Rand buoyed by SA’s nuclear decision

File picture: Denis Farrell/AP

File picture: Denis Farrell/AP

Published Nov 22, 2016

Share

Cape Town - South Africa delayed plans to build nuclear power plants as economic growth stalls, easing spending concerns as the country faces the risk of being cut to junk by credit-rating companies. The rand strengthened against the dollar.

Under a new timeline, the first nuclear power is expected to come on stream in 2037, with a total 20 385 megawatts of nuclear energy added to the national grid by 2050, according to the “base case” scenario outlined in a presentation on the Department of Energy’s updated Integrated Resources Plan. The proposal, released in Cape Town on Tuesday, also estimates as additional 37 400 megawatts of power from wind, 17 600 megawatts from solar plants, 35 292 megawatts from gas and 15 000 megawatts from coal by 2050.

Read also: Nuclear plants: SA puts plan on hold

The government previously said it wanted to generate 9 600 megawatts of energy from as many as eight reactors that should begin operating from 2023 and be completed by 2029. Price estimates had ranged from $37 billion to $100 billion. While President Jacob Zuma has championed the nuclear programme, the Treasury has cautioned that the country may be unable to afford new reactors at a time when the economy is barely growing and the budget deficit needs to be curbed to fend off a junk credit rating.

“Gas and renewables forms the biggest chunk of installed capacity by 2050,” the Department of Energy said in the presentation. “There is significant reduction in installed capacity from coal.”

Ratings risk

The rand gained as much as 1 percent against the dollar, and was 0.8 percent stronger at 14.1366 at 10.19am in Johannesburg.

The decision to push out the start of the plan to build nuclear plants may ease some of the concerns of rating companies about significant cost increases at a time when the National Treasury is trying to control spending to bring down the fiscal deficit.

“The ratings agencies biggest concern with the nuclear plan would be the cost of it, and the amount of debt that the government has to carry for it,” Christie Viljoen, an economist at KPMG in Cape Town, said by phone. “The ratings agencies view is over three to five years, so this makes a positive change to that outlook.”

The energy department, which has invited public comment on the proposals, also outlines two alternative scenarios that make different assumptions about costs, carbon emissions and the nation’s ability to generate additional renewable energy. One envisions 25 821 megawatts of nuclear power added to the grid between 2026 and 2049, while the other sees the production of 5 436 megawatts of new atomic power coming on line starting in 2037.

The energy plan will be refined in March next year and then submitted to the cabinet for final sign-off.

Power cuts

Moody’s Investors Service and S&P Global Ratings, which are due to deliver revised assessments on the South Africa’s debt in the next two weeks, have cited concerns over spending and rising debt as risks for their assessments. South Africa is ranked at the lowest investment grade level by S&P, while Moody’s rates its debt one level higher.
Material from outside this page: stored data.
//! Typed publish/subscribe bus for gameplay events.
//!
//! Gameplay actions publish [`GameEvent`]s to an explicit [`EventBus`]
//! instance; subsystems that care about an [`EventKind`] register an
//! [`EventHandler`] for it at their own startup. Publishers and subscribers
//! never reference each other directly.

mod bus;
mod handler;
mod types;

pub use bus::EventBus;
pub use handler::{EventHandler, HandlerError};
pub use types::{EventKind, EventPayload, GameEvent};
Eskom, the state-owned utility, has said it could use the more than R150 billion it will accumulate in reserves within 10 years to build new reactors. The utility operates Africa’s only nuclear power plant - the 1 800-megawatt Koeberg facility near Cape Town, which began operating in 1984.

Rosatom, Areva SA, EDF SA, Toshiba’s Westinghouse Electric unit, China Guangdong Nuclear Power Holding Corporation and Korea Electric Power previously expressed interest in building new reactors in South Africa.

South Africa experienced power cuts for about 100 days last year, as demand exceeded supply. Energy shortages eased as new generating capacity was bought on line, maintenance backlogs were addressed and a stagnating economy curbed power demand.